=== Task statement ===
Return the listing that follows, word for word.
╭─ Information
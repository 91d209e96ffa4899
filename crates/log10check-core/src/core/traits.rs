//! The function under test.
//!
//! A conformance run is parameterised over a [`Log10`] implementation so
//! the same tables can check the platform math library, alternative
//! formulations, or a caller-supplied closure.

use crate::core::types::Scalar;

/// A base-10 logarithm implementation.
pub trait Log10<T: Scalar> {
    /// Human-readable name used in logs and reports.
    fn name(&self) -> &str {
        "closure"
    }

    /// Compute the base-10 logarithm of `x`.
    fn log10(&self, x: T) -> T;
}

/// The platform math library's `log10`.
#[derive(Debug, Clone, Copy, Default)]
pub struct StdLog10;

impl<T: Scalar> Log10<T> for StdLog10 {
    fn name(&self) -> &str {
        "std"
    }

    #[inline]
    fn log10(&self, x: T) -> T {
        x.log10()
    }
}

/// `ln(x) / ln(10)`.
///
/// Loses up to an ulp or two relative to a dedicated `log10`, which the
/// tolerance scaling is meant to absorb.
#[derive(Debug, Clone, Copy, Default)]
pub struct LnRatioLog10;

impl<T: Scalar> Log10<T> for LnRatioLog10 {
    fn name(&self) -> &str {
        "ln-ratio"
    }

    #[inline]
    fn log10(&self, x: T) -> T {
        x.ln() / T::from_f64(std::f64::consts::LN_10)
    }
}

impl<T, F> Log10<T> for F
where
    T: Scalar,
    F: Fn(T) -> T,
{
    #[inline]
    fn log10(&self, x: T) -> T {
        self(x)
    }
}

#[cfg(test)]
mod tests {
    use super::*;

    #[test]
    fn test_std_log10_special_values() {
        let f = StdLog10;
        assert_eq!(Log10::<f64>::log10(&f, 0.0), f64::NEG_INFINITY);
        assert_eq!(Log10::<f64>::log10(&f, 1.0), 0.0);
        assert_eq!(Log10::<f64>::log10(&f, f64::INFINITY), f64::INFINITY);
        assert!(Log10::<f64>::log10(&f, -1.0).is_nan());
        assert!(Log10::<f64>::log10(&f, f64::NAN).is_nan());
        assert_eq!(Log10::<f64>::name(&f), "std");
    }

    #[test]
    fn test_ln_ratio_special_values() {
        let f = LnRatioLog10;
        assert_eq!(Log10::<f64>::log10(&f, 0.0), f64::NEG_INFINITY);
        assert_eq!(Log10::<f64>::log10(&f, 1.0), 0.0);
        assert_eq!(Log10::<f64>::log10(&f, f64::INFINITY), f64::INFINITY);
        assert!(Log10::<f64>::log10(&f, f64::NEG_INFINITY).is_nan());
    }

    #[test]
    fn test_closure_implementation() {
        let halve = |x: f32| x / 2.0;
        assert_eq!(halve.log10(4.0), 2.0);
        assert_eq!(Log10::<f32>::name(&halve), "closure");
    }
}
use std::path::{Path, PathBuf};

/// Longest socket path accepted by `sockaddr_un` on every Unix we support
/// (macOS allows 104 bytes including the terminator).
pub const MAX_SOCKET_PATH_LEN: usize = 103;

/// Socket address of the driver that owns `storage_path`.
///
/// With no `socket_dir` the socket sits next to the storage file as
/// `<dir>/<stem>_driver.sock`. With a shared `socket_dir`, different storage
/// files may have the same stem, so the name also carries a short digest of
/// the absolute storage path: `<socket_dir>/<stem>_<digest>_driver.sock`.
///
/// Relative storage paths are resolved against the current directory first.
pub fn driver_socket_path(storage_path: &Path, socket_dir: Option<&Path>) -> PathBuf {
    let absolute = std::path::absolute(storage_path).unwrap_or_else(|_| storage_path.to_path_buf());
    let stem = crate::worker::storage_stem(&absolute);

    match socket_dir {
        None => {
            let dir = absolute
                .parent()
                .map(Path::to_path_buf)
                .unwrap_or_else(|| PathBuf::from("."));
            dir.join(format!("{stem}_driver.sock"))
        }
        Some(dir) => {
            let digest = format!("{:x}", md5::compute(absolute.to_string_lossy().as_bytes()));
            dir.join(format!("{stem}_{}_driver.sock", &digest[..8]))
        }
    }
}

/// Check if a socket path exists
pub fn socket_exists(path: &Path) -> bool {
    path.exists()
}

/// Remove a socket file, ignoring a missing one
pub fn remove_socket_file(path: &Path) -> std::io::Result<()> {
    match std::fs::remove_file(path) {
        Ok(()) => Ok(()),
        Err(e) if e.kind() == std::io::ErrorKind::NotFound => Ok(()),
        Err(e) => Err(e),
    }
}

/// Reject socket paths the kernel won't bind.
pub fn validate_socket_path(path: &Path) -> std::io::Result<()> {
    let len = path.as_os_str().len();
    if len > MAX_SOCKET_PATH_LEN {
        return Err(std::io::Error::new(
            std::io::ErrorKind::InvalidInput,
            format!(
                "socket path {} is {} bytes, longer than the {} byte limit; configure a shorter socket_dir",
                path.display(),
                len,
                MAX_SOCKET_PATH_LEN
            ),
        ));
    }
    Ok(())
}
╰─
=== Output ===
repository 91d209e96ffa4899
filename crates/log10check-core/src/core/traits.rs
//! The function under test.
//!
//! A conformance run is parameterised over a [`Log10`] implementation so
//! the same tables can check the platform math library, alternative
//! formulations, or a caller-supplied closure.

use crate::core::types::Scalar;

/// A base-10 logarithm implementation.
pub trait Log10<T: Scalar> {
    /// Human-readable name used in logs and reports.
    fn name(&self) -> &str {
        "closure"
    }

    /// Compute the base-10 logarithm of `x`.
    fn log10(&self, x: T) -> T;
}

/// The platform math library's `log10`.
#[derive(Debug, Clone, Copy, Default)]
pub struct StdLog10;

impl<T: Scalar> Log10<T> for StdLog10 {
    fn name(&self) -> &str {
        "std"
    }

    #[inline]
    fn log10(&self, x: T) -> T {
        x.log10()
    }
}

/// `ln(x) / ln(10)`.
///
/// Loses up to an ulp or two relative to a dedicated `log10`, which the
/// tolerance scaling is meant to absorb.
#[derive(Debug, Clone, Copy, Default)]
pub struct LnRatioLog10;

impl<T: Scalar> Log10<T> for LnRatioLog10 {
    fn name(&self) -> &str {
        "ln-ratio"
    }

    #[inline]
    fn log10(&self, x: T) -> T {
        x.ln() / T::from_f64(std::f64::consts::LN_10)
    }
}

impl<T, F> Log10<T> for F
where
    T: Scalar,
    F: Fn(T) -> T,
{
    #[inline]
    fn log10(&self, x: T) -> T {
        self(x)
    }
}

#[cfg(test)]
mod tests {
    use super::*;

    #[test]
    fn test_std_log10_special_values() {
        let f = StdLog10;
        assert_eq!(Log10::<f64>::log10(&f, 0.0), f64::NEG_INFINITY);
        assert_eq!(Log10::<f64>::log10(&f, 1.0), 0.0);
        assert_eq!(Log10::<f64>::log10(&f, f64::INFINITY), f64::INFINITY);
        assert!(Log10::<f64>::log10(&f, -1.0).is_nan());
        assert!(Log10::<f64>::log10(&f, f64::NAN).is_nan());
        assert_eq!(Log10::<f64>::name(&f), "std");
    }

    #[test]
    fn test_ln_ratio_special_values() {
        let f = LnRatioLog10;
        assert_eq!(Log10::<f64>::log10(&f, 0.0), f64::NEG_INFINITY);
        assert_eq!(Log10::<f64>::log10(&f, 1.0), 0.0);
        assert_eq!(Log10::<f64>::log10(&f, f64::INFINITY), f64::INFINITY);
        assert!(Log10::<f64>::log10(&f, f64::NEG_INFINITY).is_nan());
    }

    #[test]
    fn test_closure_implementation() {
        let halve = |x: f32| x / 2.0;
        assert_eq!(halve.log10(4.0), 2.0);
        assert_eq!(Log10::<f32>::name(&halve), "closure");
    }
}
use std::path::{Path, PathBuf};

/// Longest socket path accepted by `sockaddr_un` on every Unix we support
/// (macOS allows 104 bytes including the terminator).
pub const MAX_SOCKET_PATH_LEN: usize = 103;

/// Socket address of the driver that owns `storage_path`.
///
/// With no `socket_dir` the socket sits next to the storage file as
/// `<dir>/<stem>_driver.sock`. With a shared `socket_dir`, different storage
/// files may have the same stem, so the name also carries a short digest of
/// the absolute storage path: `<socket_dir>/<stem>_<digest>_driver.sock`.
///
/// Relative storage paths are resolved against the current directory first.
pub fn driver_socket_path(storage_path: &Path, socket_dir: Option<&Path>) -> PathBuf {
    let absolute = std::path::absolute(storage_path).unwrap_or_else(|_| storage_path.to_path_buf());
    let stem = crate::worker::storage_stem(&absolute);

    match socket_dir {
        None => {
            let dir = absolute
                .parent()
                .map(Path::to_path_buf)
                .unwrap_or_else(|| PathBuf::from("."));
            dir.join(format!("{stem}_driver.sock"))
        }
        Some(dir) => {
            let digest = format!("{:x}", md5::compute(absolute.to_string_lossy().as_bytes()));
            dir.join(format!("{stem}_{}_driver.sock", &digest[..8]))
        }
    }
}

/// Check if a socket path exists
pub fn socket_exists(path: &Path) -> bool {
    path.exists()
}

/// Remove a socket file, ignoring a missing one
pub fn remove_socket_file(path: &Path) -> std::io::Result<()> {
    match std::fs::remove_file(path) {
        Ok(()) => Ok(()),
        Err(e) if e.kind() == std::io::ErrorKind::NotFound => Ok(()),
        Err(e) => Err(e),
    }
}

/// Reject socket paths the kernel won't bind.
pub fn validate_socket_path(path: &Path) -> std::io::Result<()> {
    let len = path.as_os_str().len();
    if len > MAX_SOCKET_PATH_LEN {
        return Err(std::io::Error::new(
            std::io::ErrorKind::InvalidInput,
            format!(
                "socket path {} is {} bytes, longer than the {} byte limit; configure a shorter socket_dir",
                path.display(),
                len,
                MAX_SOCKET_PATH_LEN
            ),
        ));
    }
    Ok(())
}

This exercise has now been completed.